:: About this exercise ::
Which lines in the data below contain the word "args"? Copy each of them.

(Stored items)
use serde::Serialize;

use crate::args::{check_range, Arguments};
use crate::constants::{MAX_CHOICE_COUNT, TOOL_RANDOM_CHOICE};
use crate::error::{Result, ValidationError};
use crate::ops::{Output, Tool};
use crate::sampling;
use crate::schema::{OperationSpec, ParamKind, ParamSpec};
use crate::traits::random::SecureRandom;

/// Uniform selections from a caller-supplied list.
///
/// With duplicates allowed every pick is independent. Without, the picks are
/// a uniform sample without replacement, so no position is returned twice.
#[derive(Debug, Clone, PartialEq, Eq, Serialize)]
pub struct ChoiceRequest {
    pub choices: Vec<String>,
    pub count: i64,
    pub allow_duplicates: bool,
}

impl ChoiceRequest {
    pub fn new(choices: Vec<String>) -> Self {
        Self {
            choices,
            count: 1,
            allow_duplicates: true,
        }
    }

    pub fn validate(&self) -> std::result::Result<(), ValidationError> {
        if self.choices.is_empty() {
            return Err(ValidationError::new(
                "choices",
                "Choices array cannot be empty",
                "non-empty array",
            ));
        }
        check_range("count", self.count, 1, MAX_CHOICE_COUNT)?;
        if !self.allow_duplicates && self.count as usize > self.choices.len() {
            return Err(ValidationError::new(
                "count",
                format!(
                    "Cannot select {} unique items from {} choices",
                    self.count,
                    self.choices.len()
                ),
                "count <= len(choices) when allow_duplicates is false",
            ));
        }
        Ok(())
    }

    pub fn generate(&self, rng: &dyn SecureRandom) -> Result<Vec<String>> {
        self.validate()?;
        let count = self.count as usize;
        let picks = if self.allow_duplicates {
            (0..count)
                .map(|_| sampling::index(rng, self.choices.len()))
                .collect::<Result<Vec<_>>>()?
        } else {
            sampling::sample_indices(rng, self.choices.len(), count)?
        };
        Ok(picks.into_iter().map(|i| self.choices[i].clone()).collect())
    }
}

impl Tool for ChoiceRequest {
    const NAME: &'static str = TOOL_RANDOM_CHOICE;
    const RESULT_TYPE: &'static str = "random_choices";

    fn spec() -> OperationSpec {
        OperationSpec {
            name: Self::NAME,
            description: "Randomly select items from a provided list using cryptographically secure randomness",
            params: vec![
                ParamSpec::new("choices", ParamKind::StringArray, "Array of items to choose from")
                    .minimum(1)
                    .required(),
                ParamSpec::new("count", ParamKind::Integer, "Number of items to select")
                    .default_value(1)
                    .range(1, MAX_CHOICE_COUNT),
                ParamSpec::new(
                    "allow_duplicates",
                    ParamKind::Boolean,
                    "Whether to allow duplicate selections",
                )
                .default_value(true),
            ],
        }
    }

    fn from_args(args: &Arguments<'_>) -> std::result::Result<Self, ValidationError> {
        Ok(Self {
            choices: args.string_list("choices")?,
            count: args.integer("count", 1)?,
            allow_duplicates: args.boolean("allow_duplicates", true)?,
        })
    }

    fn execute(&self, rng: &dyn SecureRandom) -> Result<Output> {
        Ok(Output::values(self.generate(rng)?))
    }
}

#[cfg(test)]
mod tests {
    use super::*;
    use std::collections::HashSet;

    use crate::entropy::OsRandom;
    use crate::testing::CountingRandom;
    use proptest::prelude::*;

    fn fruits() -> Vec<String> {
        ["apple", "banana", "cherry", "date"].map(String::from).to_vec()
    }

    #[test]
    fn test_with_duplicates_picks_members() {
        let req = ChoiceRequest { count: 3, ..ChoiceRequest::new(fruits()) };
        let picks = req.generate(&OsRandom::new()).unwrap();
        assert_eq!(picks.len(), 3);
        assert!(picks.iter().all(|p| fruits().contains(p)));
    }

    #[test]
    fn test_with_duplicates_may_exceed_list_length() {
        let req = ChoiceRequest { count: 50, ..ChoiceRequest::new(vec!["only".into()]) };
        assert_eq!(req.generate(&OsRandom::new()).unwrap(), vec!["only"; 50]);
    }

    #[test]
    fn test_without_duplicates_full_permutation() {
        let req = ChoiceRequest { count: 4, allow_duplicates: false, ..ChoiceRequest::new(fruits()) };
        let mut picks = req.generate(&OsRandom::new()).unwrap();
        picks.sort();
        assert_eq!(picks, fruits());
    }

    #[test]
    fn test_without_duplicates_rejects_oversized_count() {
        let rng = CountingRandom::default();
        let req = ChoiceRequest { count: 5, allow_duplicates: false, ..ChoiceRequest::new(fruits()) };
        let err = req.generate(&rng).unwrap_err();
        assert!(err.to_string().contains("Cannot select 5 unique items from 4 choices"));
        assert_eq!(rng.calls(), 0);
    }

    #[test]
    fn test_empty_choices_rejected() {
        let rng = CountingRandom::default();
        assert!(ChoiceRequest::new(vec![]).generate(&rng).is_err());
        assert_eq!(rng.calls(), 0);
    }

    #[test]
    fn test_count_ceiling_applies_with_duplicates() {
        let req = ChoiceRequest { count: MAX_CHOICE_COUNT + 1, ..ChoiceRequest::new(fruits()) };
        assert!(req.validate().is_err());
    }

    proptest! {
        #[test]
        fn prop_no_repeats_without_duplicates(len in 1usize..40, pick in 1usize..40) {
            let count = pick.min(len);
            let choices: Vec<String> = (0..len).map(|i| format!("item-{i}")).collect();
            let req = ChoiceRequest {
                choices,
                count: count as i64,
                allow_duplicates: false,
            };
            let picks = req.generate(&OsRandom::new()).unwrap();
            let unique: HashSet<_> = picks.iter().collect();
            prop_assert_eq!(picks.len(), count);
            prop_assert_eq!(unique.len(), count);
        }
    }
}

:: Expected answer ::
use crate::args::{check_range, Arguments};
    fn from_args(args: &Arguments<'_>) -> std::result::Result<Self, ValidationError> {
            choices: args.string_list("choices")?,
            count: args.integer("count", 1)?,
            allow_duplicates: args.boolean("allow_duplicates", true)?,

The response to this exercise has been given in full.